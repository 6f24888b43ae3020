use chrono::Utc;
use rusqlite::params;

use super::*;

impl CrmDb {
    /// Insert or update a client. Uses SQLite `ON CONFLICT` (upsert).
    pub fn upsert_client(&self, client: &DbClient) -> Result<(), DbError> {
        self.conn.execute(
            "INSERT INTO clients (
                id, user_id, name, email, phone, client_type, notes,
                is_deleted, created_at, updated_at
             ) VALUES (?1, ?2, ?3, ?4, ?5, ?6, ?7, ?8, ?9, ?10)
             ON CONFLICT(id) DO UPDATE SET
                name = excluded.name,
                email = excluded.email,
                phone = excluded.phone,
                client_type = excluded.client_type,
                notes = excluded.notes,
                is_deleted = excluded.is_deleted,
                updated_at = excluded.updated_at",
            params![
                client.id,
                client.user_id,
                client.name,
                client.email,
                client.phone,
                client.client_type,
                client.notes,
                client.is_deleted,
                client.created_at,
                client.updated_at,
            ],
        )?;
        Ok(())
    }

    /// Get a client by id, scoped to its owner. Soft-deleted rows are invisible.
    pub fn get_client(&self, user_id: &str, id: &str) -> Result<Option<DbClient>, DbError> {
        let mut stmt = self.conn.prepare(
            "SELECT id, user_id, name, email, phone, client_type, notes,
                    is_deleted, created_at, updated_at
             FROM clients
             WHERE id = ?1 AND user_id = ?2 AND is_deleted = 0",
        )?;
        let mut rows = stmt.query_map(params![id, user_id], Self::map_client_row)?;
        match rows.next() {
            Some(row) => Ok(Some(row?)),
            None => Ok(None),
        }
    }

    /// List a user's clients, most recently updated first.
    pub fn get_clients(&self, user_id: &str) -> Result<Vec<DbClient>, DbError> {
        let mut stmt = self.conn.prepare(
            "SELECT id, user_id, name, email, phone, client_type, notes,
                    is_deleted, created_at, updated_at
             FROM clients
             WHERE user_id = ?1 AND is_deleted = 0
             ORDER BY updated_at DESC",
        )?;
        let rows = stmt.query_map(params![user_id], Self::map_client_row)?;

        let mut clients = Vec::new();
        for row in rows {
            clients.push(row?);
        }
        Ok(clients)
    }

    /// Soft-delete a client. Returns false when no owned row matched.
    pub fn soft_delete_client(&self, user_id: &str, id: &str) -> Result<bool, DbError> {
        let now = Utc::now().to_rfc3339();
        let changed = self.conn.execute(
            "UPDATE clients SET is_deleted = 1, updated_at = ?1
             WHERE id = ?2 AND user_id = ?3 AND is_deleted = 0",
            params![now, id, user_id],
        )?;
        Ok(changed > 0)
    }

    pub(crate) fn map_client_row(row: &rusqlite::Row<'_>) -> rusqlite::Result<DbClient> {
        Ok(DbClient {
            id: row.get(0)?,
            user_id: row.get(1)?,
            name: row.get(2)?,
            email: row.get(3)?,
            phone: row.get(4)?,
            client_type: row.get(5)?,
            notes: row.get(6)?,
            is_deleted: row.get(7)?,
            created_at: row.get(8)?,
            updated_at: row.get(9)?,
        })
    }
}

------------------------------------------------------------------------

■ ASSIGNMENT ■
Work out how many lines in the entries hold the string "execute". Your answer should consist solely of that number.

■ ANSWER TO THE PROBLEM ■
2